AIM OF THE TASK:
Beneath this line is the data. Output exactly the lines from the line with "filename crates/inventory/src/flows/view.rs" to the line with "const NEXT_REFILL_MILLIS: &str", both ends included, and nothing more.

EXERCISE MATERIAL:
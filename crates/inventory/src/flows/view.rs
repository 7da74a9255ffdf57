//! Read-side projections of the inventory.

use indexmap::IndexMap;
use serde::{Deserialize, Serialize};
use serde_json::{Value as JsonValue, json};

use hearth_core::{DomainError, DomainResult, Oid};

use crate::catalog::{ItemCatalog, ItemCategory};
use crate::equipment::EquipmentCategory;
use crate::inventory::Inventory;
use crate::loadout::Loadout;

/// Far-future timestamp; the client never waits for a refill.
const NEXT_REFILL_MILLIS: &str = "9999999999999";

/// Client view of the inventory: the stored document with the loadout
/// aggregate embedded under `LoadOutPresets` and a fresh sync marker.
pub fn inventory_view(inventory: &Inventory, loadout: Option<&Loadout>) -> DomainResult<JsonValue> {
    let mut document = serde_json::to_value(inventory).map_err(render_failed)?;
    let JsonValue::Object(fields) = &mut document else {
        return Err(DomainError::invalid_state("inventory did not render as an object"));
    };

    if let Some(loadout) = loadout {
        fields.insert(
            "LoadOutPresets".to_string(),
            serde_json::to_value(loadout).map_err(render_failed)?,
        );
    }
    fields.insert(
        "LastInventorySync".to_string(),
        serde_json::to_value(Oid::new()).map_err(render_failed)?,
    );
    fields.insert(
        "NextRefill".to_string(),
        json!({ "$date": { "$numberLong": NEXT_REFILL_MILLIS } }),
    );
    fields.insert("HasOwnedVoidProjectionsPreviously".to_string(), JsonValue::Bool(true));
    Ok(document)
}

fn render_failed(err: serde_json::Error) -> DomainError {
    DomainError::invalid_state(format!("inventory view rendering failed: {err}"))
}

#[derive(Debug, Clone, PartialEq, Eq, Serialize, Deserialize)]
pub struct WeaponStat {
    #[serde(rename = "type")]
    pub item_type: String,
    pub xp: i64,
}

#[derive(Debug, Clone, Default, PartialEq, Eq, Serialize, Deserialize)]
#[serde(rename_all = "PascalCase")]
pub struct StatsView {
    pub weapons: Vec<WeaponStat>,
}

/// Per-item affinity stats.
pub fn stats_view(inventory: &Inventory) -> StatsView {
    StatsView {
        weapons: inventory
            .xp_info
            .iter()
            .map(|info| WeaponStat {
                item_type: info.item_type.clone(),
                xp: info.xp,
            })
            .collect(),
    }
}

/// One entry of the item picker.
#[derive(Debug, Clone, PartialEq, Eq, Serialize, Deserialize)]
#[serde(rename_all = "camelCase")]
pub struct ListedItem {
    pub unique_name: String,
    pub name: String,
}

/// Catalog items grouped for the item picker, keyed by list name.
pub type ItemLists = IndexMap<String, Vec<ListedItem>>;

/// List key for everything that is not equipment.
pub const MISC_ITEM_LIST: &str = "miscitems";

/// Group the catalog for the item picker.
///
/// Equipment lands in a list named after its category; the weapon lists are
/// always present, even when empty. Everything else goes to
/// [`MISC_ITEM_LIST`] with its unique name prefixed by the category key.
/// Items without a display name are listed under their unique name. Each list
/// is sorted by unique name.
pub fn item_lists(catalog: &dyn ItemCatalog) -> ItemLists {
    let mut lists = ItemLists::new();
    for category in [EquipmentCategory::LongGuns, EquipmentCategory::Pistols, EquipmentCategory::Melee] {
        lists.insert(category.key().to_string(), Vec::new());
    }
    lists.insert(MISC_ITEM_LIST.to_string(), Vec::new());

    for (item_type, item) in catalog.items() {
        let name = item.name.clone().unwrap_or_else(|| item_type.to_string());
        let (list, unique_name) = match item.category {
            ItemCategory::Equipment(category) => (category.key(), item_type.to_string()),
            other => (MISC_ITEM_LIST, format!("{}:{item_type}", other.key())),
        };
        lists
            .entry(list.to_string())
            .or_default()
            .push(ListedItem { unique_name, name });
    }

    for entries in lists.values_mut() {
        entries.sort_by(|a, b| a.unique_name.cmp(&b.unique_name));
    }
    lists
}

--

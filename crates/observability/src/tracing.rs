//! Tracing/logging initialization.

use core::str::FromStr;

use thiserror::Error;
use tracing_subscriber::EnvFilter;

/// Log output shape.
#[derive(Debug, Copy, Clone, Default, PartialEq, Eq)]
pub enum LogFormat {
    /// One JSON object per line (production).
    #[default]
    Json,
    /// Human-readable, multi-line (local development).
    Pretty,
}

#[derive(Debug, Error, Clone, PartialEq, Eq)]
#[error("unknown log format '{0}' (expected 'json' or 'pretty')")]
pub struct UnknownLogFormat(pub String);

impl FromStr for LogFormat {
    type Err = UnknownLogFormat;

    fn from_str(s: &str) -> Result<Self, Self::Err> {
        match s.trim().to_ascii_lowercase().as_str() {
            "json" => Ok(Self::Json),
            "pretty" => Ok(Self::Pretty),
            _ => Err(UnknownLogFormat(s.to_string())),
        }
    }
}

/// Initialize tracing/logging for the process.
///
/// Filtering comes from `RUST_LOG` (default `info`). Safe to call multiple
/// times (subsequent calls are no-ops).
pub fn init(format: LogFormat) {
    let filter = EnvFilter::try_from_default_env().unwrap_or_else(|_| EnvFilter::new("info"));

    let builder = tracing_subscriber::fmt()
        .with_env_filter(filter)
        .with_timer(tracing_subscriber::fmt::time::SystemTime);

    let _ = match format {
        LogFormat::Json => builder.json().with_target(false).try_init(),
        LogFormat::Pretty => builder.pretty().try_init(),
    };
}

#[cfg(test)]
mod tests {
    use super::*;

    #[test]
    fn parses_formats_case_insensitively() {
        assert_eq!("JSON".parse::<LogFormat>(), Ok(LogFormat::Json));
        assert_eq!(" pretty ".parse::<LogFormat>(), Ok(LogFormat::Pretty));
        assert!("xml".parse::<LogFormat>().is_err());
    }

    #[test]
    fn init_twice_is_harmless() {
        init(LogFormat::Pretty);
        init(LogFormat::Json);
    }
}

RESPONSE AREA:
filename crates/inventory/src/flows/view.rs
repository 7da74a9255ffdf57
//! Read-side projections of the inventory.

use indexmap::IndexMap;
use serde::{Deserialize, Serialize};
use serde_json::{Value as JsonValue, json};

use hearth_core::{DomainError, DomainResult, Oid};

use crate::catalog::{ItemCatalog, ItemCategory};
use crate::equipment::EquipmentCategory;
use crate::inventory::Inventory;
use crate::loadout::Loadout;

/// Far-future timestamp; the client never waits for a refill.
const NEXT_REFILL_MILLIS: &str = "9999999999999";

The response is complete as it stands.